Monday, May 28, 2012

Top 100 - Africa, Toto # 91


Story by Robert



University years are a difficult time.  And I don’t mean ideologically, emotionally or intellectually – no, I’ll leave that for those more profound than me.  I mean financially – the harsh realisation that life fucking costs money man and if you don’t go out there and work for a living you’re homeless. This rationale brought entirely-unskilled-me to the automated sliding doors of a retail establishment and to three long working years which I’ll never get back. 

Being a large company (the type that can afford to employ marketing types), logic was often left at those automated sliding doors.  You see, in their minds, ours was a family establishment.  Which, when it came to deciding which musical effluent to have pumped through our PA system to entice shoppers to buy buy buy, apparently meant that it was an establishment with no musical taste.  Thus, our 7am to 7pm soundtrack was one that, in essence, cycled between some of Duran Duran’s lesser known songs with, periodically, the occasional interjection by Dire Straits. But amidst this symphonic playlist there was one perennial offender.  Not a day would go by where we weren’t subjected to – nay, blessed by – its mellifluous sounds:

Toto’s Africa

Rightly or wrongly, whether I consented or not, this song came to epitomise my time on the lesser rungs of the corporate ladder.  How could it be that a song allegedly about yearning, yearning for a lost time, yearning for a lost place – and yearning for another hit since ‘Hold the Line’ – could have become an anthem for three lost years of my life? 
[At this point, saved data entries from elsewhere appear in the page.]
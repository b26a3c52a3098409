use serde::Serialize;

use crate::course::types::{MarketingMix, MarketingMixCase};
use crate::course::ContentBlock;

use super::{nth, opt_list, text};

const ICONS: &[&str] = &["package", "dollar", "map-pin", "megaphone", "users", "trending-up"];
const TONES: &[&str] = &["blue", "green", "orange", "purple", "indigo", "pink"];

const FALLBACK_BACK: &str = "Este concepto es clave para entender cómo se conecta la propuesta de valor con las necesidades del cliente.";
const FALLBACK_DETAIL: &str =
    "Puedes usar itemsSecundarios en el JSON para personalizar este detalle.";

struct DefaultCard {
    term: &'static str,
    definition: &'static str,
    back: &'static str,
    examples: &'static [&'static str],
    detail: &'static str,
}

const DEFAULT_CARDS: &[DefaultCard] = &[
    DefaultCard {
        term: "Producto",
        definition: "Cualquier cosa que se puede ofrecer al mercado para satisfacer una necesidad o deseo.",
        back: "Incluye bienes físicos, servicios, experiencias, eventos, personas, lugares, organizaciones e ideas. El producto es la razón por la cual los clientes vienen a ti.",
        examples: &["iPhone (bien)", "Netflix (servicio)", "Concierto (experiencia)"],
        detail: "Es más que un objeto físico: incluye características, diseño, calidad, marca y empaque.",
    },
    DefaultCard {
        term: "Precio",
        definition: "Cantidad de dinero que se cobra por un producto o servicio.",
        back: "Es el único elemento del marketing mix que genera ingresos; los demás representan costos. El precio debe reflejar el valor percibido por el cliente y ser competitivo en el mercado.",
        examples: &["Premium: Rolex", "Penetración: Xiaomi", "Freemium: Spotify"],
        detail: "Estrategias: Descreme, penetración, competitiva, psicológica, por valor.",
    },
    DefaultCard {
        term: "Plaza (Distribución)",
        definition: "Actividades para que el producto esté disponible y accesible para los clientes meta.",
        back: "Incluye canales, cobertura, surtido, ubicaciones y logística. La plaza correcta significa estar donde y cuando el cliente te necesita.",
        examples: &["Directa: Tesla", "Intensiva: Coca-Cola", "Selectiva: Apple Store"],
        detail: "Canales: minoristas, mayoristas, online, directos, híbridos.",
    },
    DefaultCard {
        term: "Promoción",
        definition: "Actividades que comunican las ventajas del producto y persuaden a los clientes.",
        back: "Incluye publicidad, ventas personales, promoción de ventas, relaciones públicas y marketing directo. La voz de tu marca hacia el mercado.",
        examples: &["Publicidad TV", "Influencers", "Email marketing", "SEO/SEM"],
        detail: "Mix promocional: push (empujar) vs pull (atraer) strategies.",
    },
    DefaultCard {
        term: "Segmentación",
        definition: "Dividir el mercado en grupos con necesidades y comportamientos diferentes.",
        back: "Permite personalizar ofertas y mensajes para cada grupo, aumentando efectividad. No todos los clientes son iguales ni quieren lo mismo.",
        examples: &["Demográfica", "Psicográfica", "Conductual", "Geográfica"],
        detail: "Base para targeting (a quién) y positioning (cómo te perciben).",
    },
    DefaultCard {
        term: "Posicionamiento",
        definition: "Lugar que ocupa el producto en la mente del consumidor vs competidores.",
        back: "No es lo que haces al producto, sino lo que haces en la mente del prospecto. Define cómo quieres que te perciban y qué te hace único.",
        examples: &["Volvo = Seguridad", "Apple = Innovación", "IKEA = Económico"],
        detail: "Estrategias: por atributo, precio, uso, usuario, competidor, categoría.",
    },
];

const DEFAULT_CASES: &[[&str; 7]] = &[
    [
        "starbucks",
        "Starbucks",
        "☕",
        "Café premium + experiencia 'tercer lugar' (no casa, no trabajo)",
        "Premium ($4-6 por café, justificado por calidad y ambiente)",
        "Ubicaciones estratégicas de alto tráfico + app móvil para pedidos",
        "Programa de lealtad Rewards + marketing en redes sociales",
    ],
    [
        "tesla",
        "Tesla",
        "⚡",
        "Vehículos eléctricos de alto rendimiento + tecnología Autopilot",
        "Premium con financiamiento ($40k-$100k+, ahorro en gasolina)",
        "Venta directa online + showrooms propios (sin concesionarios)",
        "Word of mouth + Elon Musk como influencer + test drives",
    ],
    [
        "mcdonalds",
        "McDonald's",
        "🍔",
        "Comida rápida estandarizada + experiencia consistente global",
        "Económico accesible ($1-$10, combos de valor)",
        "Drive-thru, locales, aeropuertos, delivery apps",
        "Publicidad masiva TV + Happy Meal + mascota de marca",
    ],
];

#[derive(Debug, Clone, Serialize, PartialEq)]
pub struct ConceptCard {
    pub icon: &'static str,
    pub tone: &'static str,
    pub term: String,
    pub definition: String,
    pub examples: Vec<String>,
    pub back: String,
    pub detail: String,
}

#[derive(Debug, Clone, Serialize, PartialEq)]
pub struct MixCaseView {
    pub id: String,
    pub name: String,
    pub logo: String,
    pub producto: String,
    pub precio: String,
    pub plaza: String,
    pub promocion: String,
    pub selected: bool,
}

#[derive(Debug, Clone, Serialize, PartialEq)]
pub struct MarketingMixView {
    pub titulo: String,
    pub descripcion: String,
    pub casos: Vec<MixCaseView>,
}

#[derive(Debug, Clone, Serialize, PartialEq)]
pub struct KeyConceptsView {
    pub label: String,
    pub titulo: String,
    pub texto: String,
    pub cards: Vec<ConceptCard>,
    pub marketing_mix: MarketingMixView,
}

pub fn resolve(block: &ContentBlock) -> KeyConceptsView {
    let cards = match block.columnas.as_deref() {
        Some(cols) if !cols.is_empty() => cols
            .iter()
            .enumerate()
            .map(|(i, col)| {
                let detail = nth(block.items_secundarios.as_deref(), i)
                    .and_then(|item| item.texto.clone());
                ConceptCard {
                    icon: ICONS.get(i).copied().unwrap_or(ICONS[0]),
                    tone: TONES[i % TONES.len()],
                    term: col.titulo.clone().unwrap_or_default(),
                    definition: col.texto.clone().unwrap_or_default(),
                    examples: opt_list(col.bullets.as_deref()),
                    back: detail.clone().unwrap_or_else(|| FALLBACK_BACK.to_string()),
                    detail: detail.unwrap_or_else(|| FALLBACK_DETAIL.to_string()),
                }
            })
            .collect(),
        _ => DEFAULT_CARDS
            .iter()
            .enumerate()
            .map(|(i, card)| ConceptCard {
                icon: ICONS[i],
                tone: TONES[i],
                term: card.term.to_string(),
                definition: card.definition.to_string(),
                examples: card.examples.iter().map(|e| e.to_string()).collect(),
                back: card.back.to_string(),
                detail: card.detail.to_string(),
            })
            .collect(),
    };

    KeyConceptsView {
        label: text(block.subtitulo.as_deref(), "Sección 02"),
        titulo: text(block.titulo.as_deref(), "Conceptos Fundamentales del Marketing"),
        texto: text(
            block.texto.as_deref(),
            "Los pilares del marketing que todo profesional debe dominar: desde el marketing mix clásico hasta la segmentación y el posicionamiento estratégico.",
        ),
        cards,
        marketing_mix: resolve_mix(block.marketing_mix.as_ref()),
    }
}

fn resolve_mix(mix: Option<&MarketingMix>) -> MarketingMixView {
    let casos: Vec<MarketingMixCase> = match mix.and_then(|m| m.casos.as_deref()) {
        Some(casos) if !casos.is_empty() => casos.to_vec(),
        _ => DEFAULT_CASES
            .iter()
            .map(|[id, name, logo, producto, precio, plaza, promocion]| MarketingMixCase {
                id: Some(id.to_string()),
                name: Some(name.to_string()),
                logo: Some(logo.to_string()),
                producto: Some(producto.to_string()),
                precio: Some(precio.to_string()),
                plaza: Some(plaza.to_string()),
                promocion: Some(promocion.to_string()),
            })
            .collect(),
    };

    MarketingMixView {
        titulo: text(
            mix.and_then(|m| m.titulo.as_deref()),
            "Las 4Ps: El Marketing Mix en Acción",
        ),
        descripcion: text(
            mix.and_then(|m| m.descripcion.as_deref()),
            "Propuestas por E. Jerome McCarthy, estas variables deben trabajar en perfecta sincronía. Analiza cómo las aplican los líderes del mercado:",
        ),
        casos: casos
            .into_iter()
            .enumerate()
            .map(|(i, c)| MixCaseView {
                id: c.id.unwrap_or_else(|| format!("caso-{}", i + 1)),
                name: c.name.unwrap_or_default(),
                logo: c.logo.unwrap_or_default(),
                producto: c.producto.unwrap_or_default(),
                precio: c.precio.unwrap_or_default(),
                plaza: c.plaza.unwrap_or_default(),
                promocion: c.promocion.unwrap_or_default(),
                selected: i == 0,
            })
            .collect(),
    }
}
As I clumsily shuffled boxes from aisle to aisle, pointed people in the (vague) direction of where products were kept and decried others’ inability to correctly operate a cash register, there was always, merely minutes away, yet another appearance from the only musical and geographic masters who could get away with crow-barring the words ‘Kilimanjaro’, ‘Olympus’ and ‘Serengeti’ into the one line. 

We may all have a chuckle at Africa from time to time, when we catch it while re-tuning our radios and find it involuntarily crackling through the speakers.  But I ask you: how many songs could transport us out of our dire existences mopping up baby vomit in aisle four as we dreamed about how others were spending their Sunday mornings? 

I know that I must do what’s right and reluctantly admit that this song, with its all-pervasive synth riff and incongruous marimba solo, remains a fitting legacy for my lost time and place.  Word up.